As has been further observed by historian Heiko Oberman, the distinction of powers originally functioned as a dialectical apparatus allowing theologians to consider simultaneously the divine omnipotence that infinitely transcends the created order, and God’s commitment and loyalty to that order.[6] The distinction, in other words, was a conceptual device designed for balancing a consideration of the radical contingency of creation with a recognition of its stability and dependability. Because of the dialectical character of the distinction of powers, it has been pointed out, neither the “ordained” nor the “absolute” pole of the distinction was ever intended to be taken and applied in isolation from its dialectical counterpart.[7]
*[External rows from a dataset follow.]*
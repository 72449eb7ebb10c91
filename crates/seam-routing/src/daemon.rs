// Copyright (c) 2025 Geoffrey Huntley <ghuntley@ghuntley.com>. All rights reserved.
// SPDX-License-Identifier: Proprietary

//! The routing daemon: a two-state convergence loop.
//!
//! Idle until the interval elapses (or a manual trigger fires), then run one
//! resolve → policy-set → controller pass. A failed cycle is logged and
//! retried after a shorter back-off; only the shutdown signal is terminal,
//! and it takes effect at tick boundaries so an in-flight pass always runs
//! to completion.

use std::collections::BTreeSet;
use std::net::IpAddr;
use std::sync::Arc;
use std::time::{Duration, Instant};
use tokio::sync::{watch, Notify};
use tracing::{info, instrument, warn};

use crate::controller::RouteController;
use crate::error::Result;
use crate::policy_set::PolicySet;
use crate::resolver::{resolve_union, Resolve};

#[derive(Debug, Clone, Copy)]
pub struct CycleOutcome {
	pub resolved: usize,
	pub added: usize,
}

pub struct RoutingDaemon {
	domains: Vec<String>,
	resolver: Arc<dyn Resolve>,
	policy_set: PolicySet,
	controller: RouteController,
	interval: Duration,
	backoff: Duration,
	shutdown_tx: watch::Sender<bool>,
	shutdown_rx: watch::Receiver<bool>,
	trigger: Arc<Notify>,
}

impl RoutingDaemon {
	pub fn new(
		domains: Vec<String>,
		resolver: Arc<dyn Resolve>,
		policy_set: PolicySet,
		controller: RouteController,
		interval: Duration,
		backoff: Duration,
	) -> Self {
		let (shutdown_tx, shutdown_rx) = watch::channel(false);
		Self {
			domains,
			resolver,
			policy_set,
			controller,
			interval,
			backoff,
			shutdown_tx,
			shutdown_rx,
			trigger: Arc::new(Notify::new()),
		}
	}

	/// Sender half of the shutdown signal, for the hosting process.
	pub fn shutdown_sender(&self) -> watch::Sender<bool> {
		self.shutdown_tx.clone()
	}

	/// Handle that forces an immediate convergence pass at the next tick.
	pub fn trigger_handle(&self) -> Arc<Notify> {
		Arc::clone(&self.trigger)
	}

	/// One full convergence pass. Initialization is repeated every pass so
	/// the daemon recovers from a flushed kernel state.
	#[instrument(skip(self), fields(domains = self.domains.len()))]
	pub async fn converge_once(&self) -> Result<CycleOutcome> {
		let started = Instant::now();

		self.policy_set.initialize().await?;

		let resolved: BTreeSet<IpAddr> = resolve_union(self.resolver.as_ref(), &self.domains).await;
		let added = self.policy_set.converge(&resolved).await?;

		self.controller.install_mark_rule().await?;
		self.controller.install_routing_rule().await?;
		self.controller.persist().await?;

		info!(
			resolved = resolved.len(),
			added,
			elapsed_ms = started.elapsed().as_millis() as u64,
			"convergence cycle complete"
		);

		Ok(CycleOutcome {
			resolved: resolved.len(),
			added,
		})
	}

	/// Run until shutdown. Never returns early on a cycle failure.
	pub async fn run(&self) {
		let mut shutdown_rx = self.shutdown_rx.clone();

		info!(
			interval_secs = self.interval.as_secs(),
			backoff_secs = self.backoff.as_secs(),
			"routing daemon started"
		);

		loop {
			if *shutdown_rx.borrow() {
				break;
			}

			let wait = match self.converge_once().await {
				Ok(_) => self.interval,
				Err(e) => {
					warn!(
						error = %e,
						backoff_secs = self.backoff.as_secs(),
						"convergence cycle failed, backing off"
					);
					self.backoff
				}
			};

			tokio::select! {
				biased;

				_ = shutdown_rx.changed() => {
					if *shutdown_rx.borrow() {
						info!("shutdown signal received");
						break;
					}
				}

				_ = self.trigger.notified() => {
					info!("manual convergence triggered");
				}

				_ = tokio::time::sleep(wait) => {}
			}
		}

		info!("routing daemon stopped");
	}
}

#[cfg(test)]
mod tests {
	use super::*;
	use crate::policy::RoutingPolicy;
	use crate::resolver::ResolveError;
	use crate::testing::{MockPacketFilter, MockPolicyRouting};
	use async_trait::async_trait;
	use std::collections::HashMap;

	struct MockResolver {
		answers: HashMap<String, Vec<IpAddr>>,
	}

	#[async_trait]
	impl Resolve for MockResolver {
		async fn lookup(&self, domain: &str) -> std::result::Result<Vec<IpAddr>, ResolveError> {
			self
				.answers
				.get(domain)
				.cloned()
				.ok_or_else(|| ResolveError::Lookup(format!("no records for {domain}")))
		}
	}

	fn policy() -> RoutingPolicy {
		RoutingPolicy {
			set_name: "seam-split".to_string(),
			fwmark: 51820,
			table: 51820,
			interface: "wg0".to_string(),
		}
	}

	fn daemon(
		domains: &[&str],
		answers: HashMap<String, Vec<IpAddr>>,
		filter: Arc<MockPacketFilter>,
		routing: Arc<MockPolicyRouting>,
	) -> RoutingDaemon {
		let resolver = Arc::new(MockResolver { answers });
		let policy_set = PolicySet::new("seam-split", filter.clone());
		let controller = RouteController::new(policy(), filter, routing);
		RoutingDaemon::new(
			domains.iter().map(|s| s.to_string()).collect(),
			resolver,
			policy_set,
			controller,
			Duration::from_secs(3600),
			Duration::from_secs(300),
		)
	}

	#[tokio::test]
	async fn converge_once_resolves_and_installs() {
		let filter = Arc::new(MockPacketFilter::new());
		let routing = Arc::new(MockPolicyRouting::new());
		let mut answers = HashMap::new();
		answers.insert(
			"a.example.com".to_string(),
			vec!["192.0.2.1".parse().unwrap()],
		);

		let daemon = daemon(&["a.example.com"], answers, filter.clone(), routing.clone());
		let outcome = daemon.converge_once().await.unwrap();

		assert_eq!(outcome.resolved, 1);
		assert_eq!(outcome.added, 1);
		assert_eq!(filter.mark_rule_count(), 1);
		assert_eq!(routing.rules(), vec![(51820, 51820)]);
		assert_eq!(routing.default_route(51820).as_deref(), Some("wg0"));
		assert_eq!(filter.persist_call_count(), 1);
	}

	#[tokio::test]
	async fn converging_twice_is_idempotent() {
		let filter = Arc::new(MockPacketFilter::new());
		let routing = Arc::new(MockPolicyRouting::new());
		let mut answers = HashMap::new();
		answers.insert(
			"a.example.com".to_string(),
			vec!["192.0.2.1".parse().unwrap(), "192.0.2.2".parse().unwrap()],
		);

		let daemon = daemon(&["a.example.com"], answers, filter.clone(), routing.clone());

		let first = daemon.converge_once().await.unwrap();
		let second = daemon.converge_once().await.unwrap();

		assert_eq!(first.added, 2);
		assert_eq!(second.added, 0);
		assert_eq!(filter.members("seam-split").len(), 2);
		assert_eq!(filter.mark_rule_count(), 1);
		assert_eq!(routing.rules().len(), 1);
	}

	#[tokio::test]
	async fn failed_domain_still_contributes_the_others() {
		let filter = Arc::new(MockPacketFilter::new());
		let routing = Arc::new(MockPolicyRouting::new());
		let mut answers = HashMap::new();
		answers.insert(
			"good.example.com".to_string(),
			vec!["192.0.2.1".parse().unwrap()],
		);
		// broken.example.com has no answer and fails to resolve.

		let daemon = daemon(
			&["broken.example.com", "good.example.com"],
			answers,
			filter.clone(),
			routing,
		);
		let outcome = daemon.converge_once().await.unwrap();

		assert_eq!(outcome.resolved, 1);
		assert!(filter
			.members("seam-split")
			.contains(&"192.0.2.1".parse::<IpAddr>().unwrap()));
	}

	#[tokio::test]
	async fn run_exits_on_shutdown_signal() {
		let filter = Arc::new(MockPacketFilter::new());
		let routing = Arc::new(MockPolicyRouting::new());
		let daemon = daemon(&[], HashMap::new(), filter, routing);

		let shutdown = daemon.shutdown_sender();
		shutdown.send(true).unwrap();

		// With the signal already set, run() completes after at most one
		// cycle rather than sleeping out the interval.
		tokio::time::timeout(Duration::from_secs(5), daemon.run())
			.await
			.expect("daemon did not stop on shutdown");
	}

	#[tokio::test]
	async fn manual_trigger_forces_an_extra_cycle() {
		let filter = Arc::new(MockPacketFilter::new());
		let routing = Arc::new(MockPolicyRouting::new());
		let mut answers = HashMap::new();
		answers.insert(
			"a.example.com".to_string(),
			vec!["192.0.2.1".parse().unwrap()],
		);

		let daemon = daemon(&["a.example.com"], answers, filter.clone(), routing);
		let trigger = daemon.trigger_handle();
		let shutdown = daemon.shutdown_sender();
		let handle = tokio::spawn(async move { daemon.run().await });

		wait_for(|| filter.persist_call_count() >= 1).await;

		// The interval is an hour out; only the trigger can start another
		// pass this quickly.
		trigger.notify_one();
		wait_for(|| filter.persist_call_count() >= 2).await;

		shutdown.send(true).unwrap();
		handle.await.unwrap();
	}

	async fn wait_for(mut condition: impl FnMut() -> bool) {
		for _ in 0..500 {
			if condition() {
				return;
			}
			tokio::time::sleep(Duration::from_millis(10)).await;
		}
		panic!("condition not reached in time");
	}

	#[tokio::test]
	async fn cycle_failure_leaves_partial_state_in_place() {
		let filter = Arc::new(MockPacketFilter::new());
		let routing = Arc::new(MockPolicyRouting::new());
		let mut answers = HashMap::new();
		answers.insert(
			"a.example.com".to_string(),
			vec!["192.0.2.1".parse().unwrap(), "192.0.2.9".parse().unwrap()],
		);
		filter.fail_add_for("192.0.2.9".parse().unwrap());

		let daemon = daemon(&["a.example.com"], answers, filter.clone(), routing);
		let outcome = daemon.converge_once().await.unwrap();

		// The failing member is skipped, the rest of the pass completes.
		assert_eq!(outcome.added, 1);
		assert_eq!(filter.mark_rule_count(), 1);
	}
}
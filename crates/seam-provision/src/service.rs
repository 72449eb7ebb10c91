// Copyright (c) 2025 Geoffrey Huntley <ghuntley@ghuntley.com>. All rights reserved.
// SPDX-License-Identifier: Proprietary

//! The provisioning façade consumed by the chat front-end.
//!
//! Combines the registry service, the profile generator and the tunnel
//! driver. Every failure kind the front-end must render (pool exhausted,
//! not found, storage unavailable) surfaces as a distinct
//! [`ProvisionError`] variant, never as an opaque crash.

use chrono::{DateTime, Utc};
use seam_common::TunnelPublicKey;
use serde::Serialize;
use std::collections::BTreeSet;
use std::net::Ipv4Addr;
use std::sync::Arc;
use tracing::{info, instrument, warn};

use crate::clients::{Client, ClientService};
use crate::error::{ProvisionError, Result};
use crate::profile::ProfileGenerator;
use crate::tunnel::TunnelDriver;

/// Handshakes older than this are reported as offline.
const HANDSHAKE_FRESH_SECS: i64 = 180;

/// The rendered profile and the client facts the front-end shows with it.
#[derive(Debug, Clone, Serialize)]
pub struct ProfileArtifact {
	pub identity: String,
	pub address: Ipv4Addr,
	pub public_key: TunnelPublicKey,
	pub config: String,
	pub qr_svg: String,
}

#[derive(Debug, Clone, Serialize)]
pub struct ClientStats {
	pub identity: String,
	pub address: Ipv4Addr,
	pub created_at: DateTime<Utc>,
	pub last_handshake_at: Option<DateTime<Utc>>,
	pub online: bool,
	pub rx_bytes: i64,
	pub tx_bytes: i64,
}

#[derive(Debug, Clone, Serialize)]
pub struct ClientSummary {
	pub identity: String,
	pub display_name: Option<String>,
	pub address: Ipv4Addr,
	pub active: bool,
	pub created_at: DateTime<Utc>,
}

#[derive(Debug, Clone, Copy, Default, Serialize)]
pub struct PeerSyncReport {
	pub added: usize,
	pub removed: usize,
}

pub struct ProvisioningService {
	clients: ClientService,
	profiles: ProfileGenerator,
	driver: Arc<dyn TunnelDriver>,
}

impl ProvisioningService {
	pub fn new(
		clients: ClientService,
		profiles: ProfileGenerator,
		driver: Arc<dyn TunnelDriver>,
	) -> Self {
		Self {
			clients,
			profiles,
			driver,
		}
	}

	pub fn clients(&self) -> &ClientService {
		&self.clients
	}

	/// Get-or-create the client and render its profile. The peer is pushed
	/// to the tunnel driver best-effort; on failure the registry still wins
	/// and [`ProvisioningService::sync_tunnel_peers`] repairs the driver.
	#[instrument(skip(self), fields(%identity))]
	pub async fn get_or_create_profile(
		&self,
		identity: &str,
		display_name: Option<&str>,
	) -> Result<ProfileArtifact> {
		let (client, created) = self.clients.create_if_absent(identity, display_name).await?;

		if created {
			if let Err(e) = self.driver.add_peer(&client.public_key, client.address).await {
				warn!(error = %e, "failed to install peer on tunnel driver, will reconcile on next sync");
			}
		}

		let config = self.profiles.render(&client);
		let qr_svg = self.profiles.render_qr_svg(&config)?;

		Ok(ProfileArtifact {
			identity: client.identity,
			address: client.address,
			public_key: client.public_key,
			config,
			qr_svg,
		})
	}

	/// Stats for an active client, or [`ProvisionError::NotFound`].
	#[instrument(skip(self), fields(%identity))]
	pub async fn get_stats(&self, identity: &str) -> Result<ClientStats> {
		let client = self
			.clients
			.get(identity)
			.await?
			.filter(|c| c.active)
			.ok_or(ProvisionError::NotFound)?;

		let online = client
			.last_handshake_at
			.map(|at| (Utc::now() - at).num_seconds() < HANDSHAKE_FRESH_SECS)
			.unwrap_or(false);

		Ok(ClientStats {
			identity: client.identity,
			address: client.address,
			created_at: client.created_at,
			last_handshake_at: client.last_handshake_at,
			online,
			rx_bytes: client.rx_bytes,
			tx_bytes: client.tx_bytes,
		})
	}

	/// Deactivate the client. The live tunnel peer is left in place until
	/// the next [`ProvisioningService::sync_tunnel_peers`]; registry and
	/// driver are briefly inconsistent by design.
	#[instrument(skip(self), fields(%identity))]
	pub async fn revoke(&self, identity: &str) -> Result<()> {
		self.clients.deactivate(identity).await?;
		info!(%identity, "revoked; tunnel peer remains until next sync");
		Ok(())
	}

	/// Administrative listing, newest first.
	#[instrument(skip(self))]
	pub async fn list_all(&self) -> Result<Vec<ClientSummary>> {
		let clients = self.clients.list_all().await?;
		Ok(
			clients
				.into_iter()
				.map(|c| ClientSummary {
					identity: c.identity,
					display_name: c.display_name,
					address: c.address,
					active: c.active,
					created_at: c.created_at,
				})
				.collect(),
		)
	}

	/// Reconcile the driver's peer list with the registry: install peers
	/// for active clients the driver is missing, drop peers whose clients
	/// were revoked.
	#[instrument(skip(self))]
	pub async fn sync_tunnel_peers(&self) -> Result<PeerSyncReport> {
		let live: BTreeSet<TunnelPublicKey> = self.driver.list_peers().await?.into_iter().collect();

		let mut report = PeerSyncReport::default();
		let mut active_keys = BTreeSet::new();

		for client in self.clients.list_active().await? {
			active_keys.insert(client.public_key);
			if !live.contains(&client.public_key) {
				self.driver.add_peer(&client.public_key, client.address).await?;
				report.added += 1;
			}
		}

		for stale in live.difference(&active_keys) {
			self.driver.remove_peer(stale).await?;
			report.removed += 1;
		}

		info!(added = report.added, removed = report.removed, "tunnel peers synced");
		Ok(report)
	}

	/// Pull handshake times and transfer counters from the driver into the
	/// registry. Returns the number of clients with a fresh handshake.
	#[instrument(skip(self))]
	pub async fn sync_stats(&self) -> Result<usize> {
		let repo = self.clients.repository();

		let mut updated = 0;
		for (key, handshake) in self.driver.latest_handshakes().await? {
			if let Some(at) = handshake {
				updated += repo
					.update_handshake(&key.to_base64(), &at.to_rfc3339())
					.await? as usize;
			}
		}

		for (key, rx_bytes, tx_bytes) in self.driver.transfer().await? {
			repo
				.update_transfer(&key.to_base64(), rx_bytes, tx_bytes)
				.await?;
		}

		Ok(updated)
	}
}

#[cfg(test)]
mod tests {
	use super::*;
	use crate::allocator::AddressPool;
	use async_trait::async_trait;
	use seam_common::{CommandError, ServerIdentity, TunnelKeyPair};
	use seam_db::testing::create_test_pool;
	use seam_db::ClientRepository;
	use std::collections::BTreeMap;
	use std::sync::Mutex;

	#[derive(Default)]
	struct MockTunnelDriver {
		peers: Mutex<BTreeMap<TunnelPublicKey, Ipv4Addr>>,
		handshakes: Mutex<Vec<(TunnelPublicKey, Option<DateTime<Utc>>)>>,
		transfers: Mutex<Vec<(TunnelPublicKey, i64, i64)>>,
		fail_adds: Mutex<bool>,
	}

	impl MockTunnelDriver {
		fn peer_count(&self) -> usize {
			self.peers.lock().unwrap().len()
		}

		fn has_peer(&self, key: &TunnelPublicKey) -> bool {
			self.peers.lock().unwrap().contains_key(key)
		}

		fn fail_adds(&self) {
			*self.fail_adds.lock().unwrap() = true;
		}
	}

	#[async_trait]
	impl TunnelDriver for MockTunnelDriver {
		async fn add_peer(
			&self,
			public_key: &TunnelPublicKey,
			address: Ipv4Addr,
		) -> std::result::Result<(), CommandError> {
			if *self.fail_adds.lock().unwrap() {
				return Err(CommandError::NonZero {
					program: "wg".to_string(),
					status: 1,
					stderr: "simulated failure".to_string(),
				});
			}
			self.peers.lock().unwrap().insert(*public_key, address);
			Ok(())
		}

		async fn remove_peer(&self, public_key: &TunnelPublicKey) -> std::result::Result<(), CommandError> {
			self.peers.lock().unwrap().remove(public_key);
			Ok(())
		}

		async fn list_peers(&self) -> std::result::Result<Vec<TunnelPublicKey>, CommandError> {
			Ok(self.peers.lock().unwrap().keys().copied().collect())
		}

		async fn latest_handshakes(
			&self,
		) -> std::result::Result<Vec<(TunnelPublicKey, Option<DateTime<Utc>>)>, CommandError> {
			Ok(self.handshakes.lock().unwrap().clone())
		}

		async fn transfer(&self) -> std::result::Result<Vec<(TunnelPublicKey, i64, i64)>, CommandError> {
			Ok(self.transfers.lock().unwrap().clone())
		}
	}

	async fn service_with_driver() -> (ProvisioningService, Arc<MockTunnelDriver>) {
		let pool = create_test_pool().await;
		let repo = ClientRepository::new(pool);
		let address_pool = AddressPool::new(
			"10.66.66.0/24".parse().unwrap(),
			"10.66.66.1".parse().unwrap(),
		)
		.unwrap();
		let clients = ClientService::new(repo, address_pool);

		let server_key = TunnelKeyPair::generate();
		let server =
			ServerIdentity::new(*server_key.public_key(), "vpn.example.com:51820").unwrap();
		let profiles = ProfileGenerator::new(server, vec!["1.1.1.1".parse().unwrap()], 25);

		let driver = Arc::new(MockTunnelDriver::default());
		let service = ProvisioningService::new(clients, profiles, driver.clone());
		(service, driver)
	}

	#[tokio::test]
	async fn profile_is_stable_across_requests() {
		let (service, _) = service_with_driver().await;

		let first = service
			.get_or_create_profile("user-42", Some("alice"))
			.await
			.unwrap();
		let second = service
			.get_or_create_profile("user-42", Some("alice"))
			.await
			.unwrap();

		assert_eq!(first.address, second.address);
		assert_eq!(first.public_key, second.public_key);
		assert_eq!(first.config, second.config);
	}

	#[tokio::test]
	async fn provisioning_installs_the_peer() {
		let (service, driver) = service_with_driver().await;

		let artifact = service.get_or_create_profile("user-1", None).await.unwrap();
		assert!(driver.has_peer(&artifact.public_key));
		assert_eq!(driver.peer_count(), 1);

		// The repeated request must not install a second peer.
		service.get_or_create_profile("user-1", None).await.unwrap();
		assert_eq!(driver.peer_count(), 1);
	}

	#[tokio::test]
	async fn driver_failure_does_not_fail_provisioning() {
		let (service, driver) = service_with_driver().await;
		driver.fail_adds();

		let artifact = service.get_or_create_profile("user-1", None).await.unwrap();
		assert_eq!(artifact.address, "10.66.66.2".parse::<Ipv4Addr>().unwrap());
		assert_eq!(driver.peer_count(), 0);
	}

	#[tokio::test]
	async fn stats_for_unknown_identity_is_not_found() {
		let (service, _) = service_with_driver().await;

		let err = service.get_stats("nobody").await.unwrap_err();
		assert!(matches!(err, ProvisionError::NotFound));
	}

	#[tokio::test]
	async fn stats_for_revoked_client_is_not_found() {
		let (service, _) = service_with_driver().await;

		service.get_or_create_profile("user-1", None).await.unwrap();
		service.revoke("user-1").await.unwrap();

		let err = service.get_stats("user-1").await.unwrap_err();
		assert!(matches!(err, ProvisionError::NotFound));
	}

	#[tokio::test]
	async fn revoke_unknown_identity_is_not_found() {
		let (service, _) = service_with_driver().await;

		let err = service.revoke("nobody").await.unwrap_err();
		assert!(matches!(err, ProvisionError::NotFound));
	}

	#[tokio::test]
	async fn sync_removes_revoked_peers_and_installs_missing_ones() {
		let (service, driver) = service_with_driver().await;

		let revoked = service.get_or_create_profile("user-1", None).await.unwrap();
		service.get_or_create_profile("user-2", None).await.unwrap();
		service.revoke("user-1").await.unwrap();

		// Simulate a driver restart that lost user-2's peer.
		let user2 = service.clients().get("user-2").await.unwrap().unwrap();
		driver.remove_peer(&user2.public_key).await.unwrap();

		let report = service.sync_tunnel_peers().await.unwrap();
		assert_eq!(report.added, 1);
		assert_eq!(report.removed, 1);
		assert!(driver.has_peer(&user2.public_key));
		assert!(!driver.has_peer(&revoked.public_key));
	}

	#[tokio::test]
	async fn sync_stats_updates_handshake_and_counters() {
		let (service, driver) = service_with_driver().await;

		let artifact = service.get_or_create_profile("user-1", None).await.unwrap();
		let handshake = DateTime::from_timestamp(1754000000, 0).unwrap();
		driver
			.handshakes
			.lock()
			.unwrap()
			.push((artifact.public_key, Some(handshake)));
		driver
			.transfers
			.lock()
			.unwrap()
			.push((artifact.public_key, 1000, 2000));

		let updated = service.sync_stats().await.unwrap();
		assert_eq!(updated, 1);

		// The handshake is old, so the client reads as offline.
		let stats = service.get_stats("user-1").await.unwrap();
		assert_eq!(stats.last_handshake_at, Some(handshake));
		assert!(!stats.online);
		assert_eq!(stats.rx_bytes, 1000);
		assert_eq!(stats.tx_bytes, 2000);
	}

	#[tokio::test]
	async fn fresh_handshake_reads_online() {
		let (service, driver) = service_with_driver().await;

		let artifact = service.get_or_create_profile("user-1", None).await.unwrap();
		driver
			.handshakes
			.lock()
			.unwrap()
			.push((artifact.public_key, Some(Utc::now())));

		service.sync_stats().await.unwrap();

		let stats = service.get_stats("user-1").await.unwrap();
		assert!(stats.online);
	}
}
// Copyright (c) 2025 Geoffrey Huntley <ghuntley@ghuntley.com>. All rights reserved.
// SPDX-License-Identifier: Proprietary

//! Shared test helpers. In-memory pools are capped at one connection so the
//! whole test observes a single database.

use sqlx::sqlite::{SqliteConnectOptions, SqlitePool, SqlitePoolOptions};
use std::str::FromStr;

use crate::pool::migrate;

pub async fn create_test_pool() -> SqlitePool {
	let options = SqliteConnectOptions::from_str(":memory:")
		.unwrap()
		.create_if_missing(true);

	let pool = SqlitePoolOptions::new()
		.max_connections(1)
		.connect_with(options)
		.await
		.expect("Failed to create test pool");

	migrate(&pool).await.expect("Failed to migrate test pool");

	pool
}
Thomas’s own statement of the distinction of powers in the Summa appears in his response to the question of article five, question 25, as to “whether God can do what he does not.” In his reply to the first objection, Aquinas reasons that,

because power is considered as executing, the will as commanding, and the intellect and wisdom as directing, what is attributed to His power considered in itself, God is said to be able to do in accordance with His absolute power. Of such a kind is everything which has the nature of being, as was said above. What is, however, attributed to the divine power according as it carries into execution the command of a just will, God is said to be able to do by His power as ordained. In this manner, we must say that God can do other things by His absolute power than those He has foreknown and preordained Himself to do. (ST 1.25.5 ad 1)[8]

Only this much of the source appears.